Dal Progetto Genoma al DNA pigliatutto
Lasciando da parte qualsiasi considerazione morale legata alla questione, la procedura di clonazione è in verità tutt'altro che complessa. Prendiamo per semplicità il caso della pecora Dolly, di cui tutti abbiamo sentito parlare. Com'è stata realizzata? Innanzitutto da una pecora è stata estratta una cellula mammaria (ma la clonazione può essere eseguita anche a partire da diversi tipi di cellule) ed è stata posta in una soluzione opportuna priva di nutrimento in maniera di despecializzarla. Da un'altra pecora è stato poi prelevato un ovocita, ovvero una cellula riproduttiva femminile. Il nucleo dell'ovocita è stato rimpiazzato con il nucleo della cellula mammaria, dopodiché una debole scarica elettrica ha innescato la moltiplicazione cellulare. In questo modo la cellula così ottenuta ha iniziato a comportarsi come un embrione, moltiplicandosi in vitro. Infine l'embrione è stato inserito nell'utero di un'altra pecora ancora e da questa gravidanza è nata una pecora con l'identico patrimonio genetico della prima pecora, ovvero un suo clone.
Cercando una soluzione al problema etico che un processo come la clonazione porta con sé, alcuni hanno avanzato la distinzione tra clonazione terapeutica e clonazione riproduttiva, come se la prima potesse essere moralmente più accettabile della seconda. Tecnicamente, tuttavia, va sottolineato che tra le due non c'è alcuna differenza, se non che nel primo caso lo sviluppo dell'embrione viene interrotto nelle primissime fasi per il prelievo delle cellule staminali da utilizzare per scopi terapeutici, mentre il secondo viene lasciato sviluppare in maniera naturale con una gravidanza in un utero nel quale viene impiantato.
Dal punto di vista della ricerca biologica, il successo del processo di clonazione ha evidenziato che, tutte le cellule del corpo possiedono il patrimonio genetico necessario alla creazione di un nuovo individuo. Per questo motivo e per il suo stretto coinvolgimento in tutti i processi che riguardano la vita, il DNA ha dunque assunto negli ultimi anni una posizione ancora più incontrastata. Dopo la scoperta dei microrganismi e quella del DNA, la recente conclusione dell'ambizioso Progetto Genoma, ovvero il completamento della catalogazione della sequenza delle tre miliardi di coppie di basi azotate dell'intero patrimonio genetico umano, costituisce solo l'inizio di un nuovo modo di vedere la medicina e la biologia molecolare. Ed è una visione che finisce per ridimensionare il ruolo dell'uomo esattamente come fanno le galassie.

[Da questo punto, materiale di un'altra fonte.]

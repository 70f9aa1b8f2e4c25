/// Color sampling and HSV classification for skin-tone selection

use glam::Vec3;
use serde::{Deserialize, Serialize};

pub mod color_spaces;
pub mod tones;

pub use color_spaces::*;
pub use tones::{classify, tone_matches, ToneSamples, MAX_SKIN_TONES};

/// Normalized RGB triplet, every channel in [0, 1]
#[derive(Debug, Clone, Copy, PartialEq, Default, Serialize, Deserialize)]
pub struct Rgb {
    pub r: f32,
    pub g: f32,
    pub b: f32,
}

impl Rgb {
    pub const BLACK: Rgb = Rgb {
        r: 0.0,
        g: 0.0,
        b: 0.0,
    };

    pub fn new(r: f32, g: f32, b: f32) -> Self {
        Self { r, g, b }
    }

    /// Build from 8-bit channels, ignoring any alpha.
    pub fn from_rgb8(r: u8, g: u8, b: u8) -> Self {
        Self {
            r: r as f32 / 255.0,
            g: g as f32 / 255.0,
            b: b as f32 / 255.0,
        }
    }

    pub fn to_rgb8(self) -> [u8; 3] {
        [
            unit_to_u8(self.r),
            unit_to_u8(self.g),
            unit_to_u8(self.b),
        ]
    }

    pub fn to_hsv(self) -> Hsv {
        let (h, s, v) = rgb_to_hsv(self.r, self.g, self.b);
        Hsv { h, s, v }
    }

    pub fn to_vec3(self) -> Vec3 {
        Vec3::new(self.r, self.g, self.b)
    }
}

/// HSV triplet with hue expressed as a fraction of a full turn
#[derive(Debug, Clone, Copy, PartialEq, Default, Serialize, Deserialize)]
pub struct Hsv {
    pub h: f32,
    pub s: f32,
    pub v: f32,
}

impl Hsv {
    pub fn new(h: f32, s: f32, v: f32) -> Self {
        Self { h, s, v }
    }

    pub fn to_rgb(self) -> Rgb {
        let (r, g, b) = hsv_to_rgb(self.h, self.s, self.v);
        Rgb { r, g, b }
    }

    /// Padded layout used by GPU uniform arrays.
    pub fn to_vec4(self) -> [f32; 4] {
        [self.h, self.s, self.v, 0.0]
    }
}

impl From<Rgb> for Hsv {
    fn from(rgb: Rgb) -> Self {
        rgb.to_hsv()
    }
}

impl From<Hsv> for Rgb {
    fn from(hsv: Hsv) -> Self {
        hsv.to_rgb()
    }
}

fn unit_to_u8(value: f32) -> u8 {
    (value.clamp(0.0, 1.0) * 255.0).round() as u8
}
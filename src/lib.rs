//! Monte-Carlo Tree Search for adversarial two-party text debates.
//!
//! A debate is an alternating sequence of utterances. Each candidate
//! sentence is a move, each transcript is a state, and the search picks
//! the next utterance by growing a game tree with UCB1 selection and
//! rollouts scored by an external persuasiveness oracle.

pub mod debate;
pub mod gameroom;
pub mod mcts;
pub mod oracle;
pub mod players;

// ============================================================================
// TYPE ALIASES
// ============================================================================
/// Backpropagated rewards, node values, and UCB1 scores in [-1, 1] (or +inf).
pub type Utility = f32;
/// Raw persuasiveness rating on the [0, 10] scale.
pub type Score = f32;
/// Visit counts accumulated during backpropagation.
pub type Visits = usize;

// ============================================================================
// MCTS SEARCH PARAMETERS
// ============================================================================
/// Select/expand/simulate/backpropagate passes per decision.
pub const MCTS_ITERATIONS: usize = 20;
/// UCB1 exploration weight (≈ √2).
pub const MCTS_EXPLORATION: Utility = 1.414;
/// Rollout horizon in plies.
pub const MCTS_ROLLOUT_DEPTH: usize = 4;
/// Hard ceiling on debate length in rounds (two plies per round).
pub const MCTS_DEBATE_DEPTH: usize = 6;
/// Candidate actions requested when a node is first expanded.
pub const MCTS_CANDIDATES: usize = 3;

// ============================================================================
// SCORING
// ============================================================================
/// Trailing utterances shown to the scorer as context.
pub const SCORER_CONTEXT: usize = 4;
/// Midpoint of the persuasiveness scale, maps to zero reward.
pub const SCORE_NEUTRAL: Score = 5.0;
/// Upper bound of the persuasiveness scale.
pub const SCORE_MAX: Score = 10.0;

// ============================================================================
// DEBATERS & MATCHES
// ============================================================================
/// Samples drawn by the best-of-k prompt search debater.
pub const PROMPT_SEARCH_K: usize = 3;
/// Rounds per match (one pro and one con utterance each).
pub const DEBATE_ROUNDS: usize = 3;
/// Last-resort utterance when no candidate could be produced.
pub const FALLBACK_UTTERANCE: &str = "I maintain my position on this important issue.";

// ============================================================================
// DIAGNOSTICS
// ============================================================================
/// Seed for dry-run mock scoring.
pub const DRY_RUN_SEED: u64 = 42;
/// Deepest level rendered by the tree dump.
pub const TREE_DRAW_DEPTH: usize = 10;
/// Characters of each action shown in the tree dump.
pub const TREE_DRAW_PREVIEW: usize = 30;

// ============================================================================
// RUNTIME UTILITIES
// ============================================================================
/// Initialize dual logging (terminal + file) with timestamped log files.
/// Creates `logs/` directory and writes DEBUG level to file, INFO to terminal.
#[cfg(feature = "cli")]
pub fn log() {
    std::fs::create_dir_all("logs").expect("create logs directory");
    let config = simplelog::ConfigBuilder::new()
        .set_location_level(log::LevelFilter::Off)
        .set_target_level(log::LevelFilter::Off)
        .set_thread_level(log::LevelFilter::Off)
        .build();
    let time = std::time::SystemTime::now()
        .duration_since(std::time::UNIX_EPOCH)
        .expect("time moves slow")
        .as_secs();
    let file = simplelog::WriteLogger::new(
        log::LevelFilter::Debug,
        config.clone(),
        std::fs::File::create(format!("logs/{}.log", time)).expect("create log file"),
    );
    let term = simplelog::TermLogger::new(
        log::LevelFilter::Info,
        config.clone(),
        simplelog::TerminalMode::Mixed,
        simplelog::ColorChoice::Auto,
    );
    simplelog::CombinedLogger::init(vec![term, file]).expect("initialize logger");
}
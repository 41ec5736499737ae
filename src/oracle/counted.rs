use super::Generator;
use super::Judge;
use super::Scorer;
use crate::Score;
use crate::debate::Side;
use crate::debate::Transcript;
use crate::debate::Verdict;
use std::sync::atomic::AtomicUsize;
use std::sync::atomic::Ordering;

/// Call-counting decorator over any oracle.
///
/// Counts every request forwarded to the inner oracle, successful or not,
/// per capability.
#[derive(Debug, Default)]
pub struct Counted<T> {
    inner: T,
    generations: AtomicUsize,
    scorings: AtomicUsize,
    judgements: AtomicUsize,
}

impl<T> From<T> for Counted<T> {
    fn from(inner: T) -> Self {
        Self {
            inner,
            generations: AtomicUsize::new(0),
            scorings: AtomicUsize::new(0),
            judgements: AtomicUsize::new(0),
        }
    }
}

impl<T> Counted<T> {
    pub fn inner(&self) -> &T {
        &self.inner
    }
    pub fn generations(&self) -> usize {
        self.generations.load(Ordering::Relaxed)
    }
    pub fn scorings(&self) -> usize {
        self.scorings.load(Ordering::Relaxed)
    }
    pub fn judgements(&self) -> usize {
        self.judgements.load(Ordering::Relaxed)
    }
    pub fn calls(&self) -> usize {
        self.generations() + self.scorings() + self.judgements()
    }
}

impl<T> Generator for Counted<T>
where
    T: Generator,
{
    fn generate(
        &self,
        transcript: &Transcript,
        side: Side,
        motion: &str,
        count: usize,
    ) -> anyhow::Result<Vec<String>> {
        self.generations.fetch_add(1, Ordering::Relaxed);
        self.inner.generate(transcript, side, motion, count)
    }
}

impl<T> Scorer for Counted<T>
where
    T: Scorer,
{
    fn score(
        &self,
        statement: &str,
        side: Side,
        motion: &str,
        context: &str,
    ) -> anyhow::Result<Score> {
        self.scorings.fetch_add(1, Ordering::Relaxed);
        self.inner.score(statement, side, motion, context)
    }
}

impl<T> Judge for Counted<T>
where
    T: Judge,
{
    fn judge(&self, transcript: &Transcript) -> anyhow::Result<Verdict> {
        self.judgements.fetch_add(1, Ordering::Relaxed);
        self.inner.judge(transcript)
    }
}
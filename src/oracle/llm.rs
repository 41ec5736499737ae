use super::Generator;
use super::Judge;
use super::Scorer;
use crate::Score;
use crate::debate::Side;
use crate::debate::Transcript;
use crate::debate::Verdict;
use crate::debate::prompts;
use crate::debate::prompts::Message;
use rayon::prelude::*;

#[derive(serde::Serialize)]
struct Request<'a> {
    model: &'a str,
    messages: &'a [Message],
    temperature: f32,
    max_tokens: u32,
}

#[derive(serde::Deserialize)]
struct Response {
    choices: Vec<Choice>,
}

#[derive(serde::Deserialize)]
struct Choice {
    message: Message,
}

/// Chat-completions oracle for any OpenAI-compatible endpoint.
///
/// Configured from `DEBATE_API_KEY`, `DEBATE_MODEL`, and
/// `DEBATE_ENDPOINT`. Every request is a single blocking HTTP call;
/// there is no retry policy beyond the judge's one JSON correction.
pub struct Llm {
    client: reqwest::blocking::Client,
    endpoint: String,
    model: String,
    key: String,
}

impl Llm {
    const ENDPOINT: &'static str = "https://api.groq.com/openai/v1/chat/completions";
    const MODEL: &'static str = "gemma2-9b-it";
    const TIMEOUT: std::time::Duration = std::time::Duration::from_secs(60);
    const GENERATE_TEMPERATURE: f32 = 1.2;
    const GENERATE_TOKENS: u32 = 40;
    const SCORE_TOKENS: u32 = 8;
    const JUDGE_TOKENS: u32 = 96;
    const JUDGE_ATTEMPTS: usize = 2;

    pub fn new(endpoint: &str, model: &str, key: &str) -> anyhow::Result<Self> {
        Ok(Self {
            client: reqwest::blocking::Client::builder()
                .timeout(Self::TIMEOUT)
                .build()?,
            endpoint: endpoint.to_string(),
            model: model.to_string(),
            key: key.to_string(),
        })
    }
    pub fn from_env() -> anyhow::Result<Self> {
        let key = std::env::var("DEBATE_API_KEY")
            .map_err(|_| anyhow::anyhow!("DEBATE_API_KEY must be set for live debates"))?;
        let model = std::env::var("DEBATE_MODEL").unwrap_or_else(|_| Self::MODEL.to_string());
        let endpoint =
            std::env::var("DEBATE_ENDPOINT").unwrap_or_else(|_| Self::ENDPOINT.to_string());
        log::info!("using {} at {}", model, endpoint);
        Self::new(&endpoint, &model, &key)
    }

    /// one completion, trimmed
    pub fn chat(&self, messages: &[Message], temperature: f32, max_tokens: u32) -> anyhow::Result<String> {
        let request = Request {
            model: &self.model,
            messages,
            temperature,
            max_tokens,
        };
        let response = self
            .client
            .post(&self.endpoint)
            .bearer_auth(&self.key)
            .json(&request)
            .send()?
            .error_for_status()?
            .json::<Response>()?;
        response
            .choices
            .into_iter()
            .next()
            .map(|choice| choice.message.content.trim().to_string())
            .ok_or_else(|| anyhow::anyhow!("completion contained no choices"))
    }
}

impl Generator for Llm {
    fn generate(
        &self,
        transcript: &Transcript,
        side: Side,
        motion: &str,
        count: usize,
    ) -> anyhow::Result<Vec<String>> {
        let prompt = prompts::debater(side, motion, transcript);
        gather(count, || {
            self.chat(&prompt, Self::GENERATE_TEMPERATURE, Self::GENERATE_TOKENS)
        })
    }
}

impl Scorer for Llm {
    fn score(&self, statement: &str, side: Side, motion: &str, context: &str) -> anyhow::Result<Score> {
        let prompt = prompts::scorer(statement, side, motion, context);
        let reply = self.chat(&prompt, 0., Self::SCORE_TOKENS)?;
        Ok(prompts::rating(&reply))
    }
}

impl Judge for Llm {
    fn judge(&self, transcript: &Transcript) -> anyhow::Result<Verdict> {
        Ok(rule(prompts::judge(transcript), Self::JUDGE_ATTEMPTS, |messages| {
            self.chat(messages, 0., Self::JUDGE_TOKENS)
        }))
    }
}

/// up to `count` distinct non-blank replies. fires `count` asks in
/// parallel, then tops up sequentially until `2 * count` asks in total.
/// fails only if nothing was kept and some ask failed.
fn gather<F>(count: usize, ask: F) -> anyhow::Result<Vec<String>>
where
    F: Fn() -> anyhow::Result<String> + Sync,
{
    let mut kept = Vec::<String>::with_capacity(count);
    let mut error = None;
    let mut keep = |reply: anyhow::Result<String>, kept: &mut Vec<String>| match reply {
        Ok(reply) => {
            let reply = reply.trim();
            if !reply.is_empty() && !kept.iter().any(|k| k == reply) {
                kept.push(reply.to_string());
            }
        }
        Err(e) => error = Some(e),
    };
    for reply in (0..count).into_par_iter().map(|_| ask()).collect::<Vec<_>>() {
        keep(reply, &mut kept);
    }
    for _ in count..2 * count {
        if kept.len() >= count {
            break;
        }
        keep(ask(), &mut kept);
    }
    kept.truncate(count);
    match (kept.is_empty(), error) {
        (true, Some(e)) => Err(e),
        _ => Ok(kept),
    }
}

/// ask for a verdict up to `attempts` times, following every
/// unparseable reply with a request for valid JSON.
fn rule<F>(mut messages: Vec<Message>, attempts: usize, ask: F) -> Verdict
where
    F: Fn(&[Message]) -> anyhow::Result<String>,
{
    for attempt in 0..attempts {
        match ask(&messages) {
            Err(e) => log::warn!("judge attempt {} failed: {}", attempt, e),
            Ok(reply) => match Verdict::parse(&reply) {
                Ok(verdict) => return verdict,
                Err(e) => {
                    log::warn!("judge attempt {} unparseable: {}", attempt, e);
                    messages.push(Message::assistant(reply));
                    messages.push(prompts::correction());
                }
            },
        }
    }
    Verdict::draw("parse_fail")
}
//! Chat prompts for the text oracles, and parsing of their replies.
use super::side::Side;
use super::transcript::Transcript;
use crate::SCORE_MAX;
use crate::SCORE_NEUTRAL;
use crate::SCORER_CONTEXT;
use crate::Score;

/// One chat message in an OpenAI-style conversation.
#[derive(Debug, Clone, PartialEq, serde::Serialize, serde::Deserialize)]
pub struct Message {
    pub role: String,
    pub content: String,
}

impl Message {
    pub fn system(content: impl Into<String>) -> Self {
        Self {
            role: "system".to_string(),
            content: content.into(),
        }
    }
    pub fn user(content: impl Into<String>) -> Self {
        Self {
            role: "user".to_string(),
            content: content.into(),
        }
    }
    pub fn assistant(content: impl Into<String>) -> Self {
        Self {
            role: "assistant".to_string(),
            content: content.into(),
        }
    }
}

/// ask for one more sentence on behalf of `side`
pub fn debater(side: Side, motion: &str, transcript: &Transcript) -> Vec<Message> {
    let context = if transcript.is_empty() {
        String::new()
    } else {
        format!("\nDebate so far:\n{}", transcript.context(SCORER_CONTEXT))
    };
    vec![
        Message::system(format!(
            "You are a persuasive debater arguing {}:\n\"{}\"{}",
            side.stance(),
            motion,
            context
        )),
        Message::user("Write ONE compelling sentence (≤25 words) that advances your argument."),
    ]
}

/// ask for a 0-10 persuasiveness rating of `statement` for `side`
pub fn scorer(statement: &str, side: Side, motion: &str, context: &str) -> Vec<Message> {
    vec![
        Message::system("Rate persuasiveness 0-10; answer with one integer."),
        Message::user(format!(
            "Motion: {}\nContext: {}\nSentence: {}\nRate for {} side.",
            motion,
            context,
            statement,
            side.stance()
        )),
    ]
}

/// ask for a JSON verdict over the whole transcript
pub fn judge(transcript: &Transcript) -> Vec<Message> {
    vec![
        Message::system(concat!(
            "You are the sole judge of a three-round debate.\n",
            "Return JSON: {\"winner\":\"A|B|draw\",\"score_A\":0-10,\"score_B\":0-10,\"reason\":\"<20 words>\"}"
        )),
        Message::user(transcript.to_string()),
    ]
}

/// follow-up sent when the judge reply was not valid JSON
pub fn correction() -> Message {
    Message::user("Please correct to valid JSON only.")
}

/// first integer in the reply, clamped to the rating scale.
/// replies without digits are neutral. a digit run too long for
/// any integer is still off the top of the scale.
pub fn rating(reply: &str) -> Score {
    reply
        .split(|c: char| !c.is_ascii_digit())
        .find(|run| !run.is_empty())
        .map(|run| match run.parse::<u64>() {
            Ok(n) => n.min(SCORE_MAX as u64) as Score,
            Err(_) => SCORE_MAX,
        })
        .unwrap_or(SCORE_NEUTRAL)
}
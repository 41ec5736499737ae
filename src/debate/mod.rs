mod side;
mod transcript;
mod verdict;

pub mod prompts;

pub use side::*;
pub use transcript::*;
pub use verdict::*;
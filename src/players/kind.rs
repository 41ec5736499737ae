/// Which decision procedure a debater uses.
#[derive(Debug, Clone, Copy, Eq, Hash, PartialEq)]
pub enum Kind {
    Baseline,
    PromptSearch,
    Mcts,
}

impl std::fmt::Display for Kind {
    fn fmt(&self, f: &mut std::fmt::Formatter<'_>) -> std::fmt::Result {
        match self {
            Self::Baseline => write!(f, "baseline"),
            Self::PromptSearch => write!(f, "prompt-mcts"),
            Self::Mcts => write!(f, "true-mcts"),
        }
    }
}

impl std::str::FromStr for Kind {
    type Err = anyhow::Error;
    fn from_str(s: &str) -> Result<Self, Self::Err> {
        match s.trim() {
            "baseline" => Ok(Self::Baseline),
            "prompt-mcts" => Ok(Self::PromptSearch),
            "true-mcts" => Ok(Self::Mcts),
            other => Err(anyhow::anyhow!(
                "invalid debater kind: {} (expected baseline | prompt-mcts | true-mcts)",
                other
            )),
        }
    }
}
use crate::DRY_RUN_SEED;
use crate::MCTS_CANDIDATES;
use crate::MCTS_DEBATE_DEPTH;
use crate::MCTS_EXPLORATION;
use crate::MCTS_ITERATIONS;
use crate::MCTS_ROLLOUT_DEPTH;
use crate::Utility;

/// Search knobs, fixed for the lifetime of one search.
///
/// Every field has a crate-wide default, so a JSON file only
/// needs the keys it wants to change.
#[derive(Debug, Clone, PartialEq, serde::Serialize, serde::Deserialize)]
#[serde(default)]
pub struct Config {
    pub iterations: usize,
    pub max_rollout_depth: usize,
    /// rounds, not plies: the transcript ceiling is twice this
    pub max_debate_depth: usize,
    pub exploration: Utility,
    pub candidates: usize,
    pub dry_run: bool,
    pub seed: u64,
}

impl Default for Config {
    fn default() -> Self {
        Self {
            iterations: MCTS_ITERATIONS,
            max_rollout_depth: MCTS_ROLLOUT_DEPTH,
            max_debate_depth: MCTS_DEBATE_DEPTH,
            exploration: MCTS_EXPLORATION,
            candidates: MCTS_CANDIDATES,
            dry_run: false,
            seed: DRY_RUN_SEED,
        }
    }
}

impl Config {
    pub fn load(path: impl AsRef<std::path::Path>) -> anyhow::Result<Self> {
        let path = path.as_ref();
        let text = std::fs::read_to_string(path)
            .map_err(|e| anyhow::anyhow!("read config {}: {}", path.display(), e))?;
        let config = serde_json::from_str::<Self>(&text)
            .map_err(|e| anyhow::anyhow!("parse config {}: {}", path.display(), e))?;
        config.validate()
    }
    pub fn validate(self) -> anyhow::Result<Self> {
        if self.iterations == 0 {
            anyhow::bail!("iterations must be positive");
        }
        if self.max_debate_depth == 0 {
            anyhow::bail!("max_debate_depth must be positive");
        }
        if self.candidates == 0 {
            anyhow::bail!("candidates must be positive");
        }
        if !self.exploration.is_finite() || self.exploration < 0. {
            anyhow::bail!("exploration must be finite and non-negative");
        }
        Ok(self)
    }
    /// transcript length at which a state is terminal
    pub fn horizon(&self) -> usize {
        self.max_debate_depth * 2
    }
    pub fn with_iterations(self, iterations: usize) -> Self {
        Self { iterations, ..self }
    }
    pub fn with_debate_depth(self, max_debate_depth: usize) -> Self {
        Self {
            max_debate_depth,
            ..self
        }
    }
    pub fn with_rollout_depth(self, max_rollout_depth: usize) -> Self {
        Self {
            max_rollout_depth,
            ..self
        }
    }
    pub fn with_dry_run(self, dry_run: bool) -> Self {
        Self { dry_run, ..self }
    }
    pub fn with_seed(self, seed: u64) -> Self {
        Self { seed, ..self }
    }
}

Questa complessa catena di miliardi e miliardi di semplici elementi chimici che, da sola, è capace di generare la vita e di cui cerchiamo di carpire sempre più gli intimi segreti, può essere considerata la padrona incontrastata di tutte le cose viventi. Non a caso, nel suo affascinante libro Il gene egoista, Richard Dawkins ha avuto l'ardire di affermare che tutti gli esseri viventi in generale, e in particolare gli esseri umani in qualità di manifestazione più complessa delle cose viventi come noi le conosciamo, sono in realtà dei semplici involucri che i geni sono stati capaci di costruirsi per la loro sopravvivenza e la loro evoluzione.
La cosa straordinaria è che ogni cosa secondo Dawkins può, anzi, deve essere vista in quest'ottica. I meccanismi dell'evoluzione naturale, la sessualità, i comportamenti innati degli individui e tutto ciò che regola le "cose biologiche" dovrebbe insomma essere ricondotto al gene, al suo ruolo e al suo (misterioso) fine ultimo. Il gene come noi lo conosciamo potrebbe essere quindi il vero scopo dell'universo, oppure un tentativo mal riuscito o ancora il gradino intermedio di un'evoluzione non ancora terminata o interminabile. Comunque sia, quello che è certo è che, se Dawkins avesse ragione, dovremmo fare i conti con una nuova rappresentazione del mondo, una concezione non più antropocentrica, ma "genecentrica", una visione in cui il rango dell'uomo sarebbe solo quello di semplice tetrapak biologico, ma, per fortuna, riciclabile.